(Dataset entries)
-----
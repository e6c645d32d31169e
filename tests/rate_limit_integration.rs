//! Rate limiting behavior through the full HTTP surface.

use std::sync::atomic::{AtomicU32, Ordering};
use std::sync::Arc;

use serde_json::json;

mod common;

#[tokio::test]
async fn requests_beyond_max_get_429_with_retry_after() {
    let hits = Arc::new(AtomicU32::new(0));
    let hits_counter = hits.clone();
    let backend = common::start_json_backend(move || {
        let hits_counter = hits_counter.clone();
        async move {
            hits_counter.fetch_add(1, Ordering::SeqCst);
            (
                200,
                r#"{"success": true, "score": 0.9, "action": "submit_waitlist"}"#.to_string(),
            )
        }
    })
    .await;

    let mut config = common::test_config();
    config.captcha.verify_url = format!("http://{backend}/siteverify");
    config.captcha.rate_limit.max = 2;
    config.captcha.rate_limit.window_secs = 60;
    let (addr, _shutdown) = common::spawn_gateway(config).await;
    let client = common::http_client();

    let post = |client: reqwest::Client, addr: std::net::SocketAddr| async move {
        client
            .post(format!("http://{addr}/api/recaptcha-proxy"))
            .json(&json!({"token": "t1", "action": "submit_waitlist"}))
            .send()
            .await
            .unwrap()
    };

    // Every request within the budget is allowed.
    for _ in 0..2 {
        let res = post(client.clone(), addr).await;
        assert_eq!(res.status(), 200);
    }

    // The max+1-th is throttled and never reaches the downstream.
    let res = post(client.clone(), addr).await;
    assert_eq!(res.status(), 429);
    let retry_after: u64 = res
        .headers()
        .get("retry-after")
        .expect("throttled response must hint when to retry")
        .to_str()
        .unwrap()
        .parse()
        .unwrap();
    assert!(retry_after >= 1 && retry_after <= 60);
    let body: serde_json::Value = res.json().await.unwrap();
    assert_eq!(body["error"], "rate_limited");

    assert_eq!(hits.load(Ordering::SeqCst), 2);

    // Replaying the throttled request neither resets the window nor
    // double-counts: still throttled, downstream still untouched.
    for _ in 0..3 {
        let res = post(client.clone(), addr).await;
        assert_eq!(res.status(), 429);
    }
    assert_eq!(hits.load(Ordering::SeqCst), 2);
}

#[tokio::test]
async fn routes_are_throttled_independently() {
    let backend = common::start_json_backend(|| async {
        (
            200,
            r#"{"success": true, "score": 0.9, "action": "submit_waitlist"}"#.to_string(),
        )
    })
    .await;

    let mut config = common::test_config();
    config.captcha.verify_url = format!("http://{backend}/siteverify");
    config.captcha.rate_limit.max = 1;
    config.subscribe.base_url = format!("http://{backend}");
    config.subscribe.rate_limit.max = 5;
    let (addr, _shutdown) = common::spawn_gateway(config).await;
    let client = common::http_client();

    let res = client
        .post(format!("http://{addr}/api/recaptcha-proxy"))
        .json(&json!({"token": "t1", "action": "submit_waitlist"}))
        .send()
        .await
        .unwrap();
    assert_eq!(res.status(), 200);

    let res = client
        .post(format!("http://{addr}/api/recaptcha-proxy"))
        .json(&json!({"token": "t1", "action": "submit_waitlist"}))
        .send()
        .await
        .unwrap();
    assert_eq!(res.status(), 429);

    // Exhausting the captcha budget leaves the subscribe route untouched.
    let res = client
        .post(format!("http://{addr}/api/resend-proxy"))
        .json(&json!({"email": "ada@example.com", "audienceId": "aud_test"}))
        .send()
        .await
        .unwrap();
    assert_eq!(res.status(), 200);
}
-----
**Your task**
Please write out, exactly as they appear above, only the lines in the stretch from the line with "filename tests/rate_limit_integration.rs" through the line with "let hits = Arc::new(AtomicU32::new(0));".

**Expected output**
filename tests/rate_limit_integration.rs
//! Rate limiting behavior through the full HTTP surface.

use std::sync::atomic::{AtomicU32, Ordering};
use std::sync::Arc;

use serde_json::json;

mod common;

#[tokio::test]
async fn requests_beyond_max_get_429_with_retry_after() {
    let hits = Arc::new(AtomicU32::new(0));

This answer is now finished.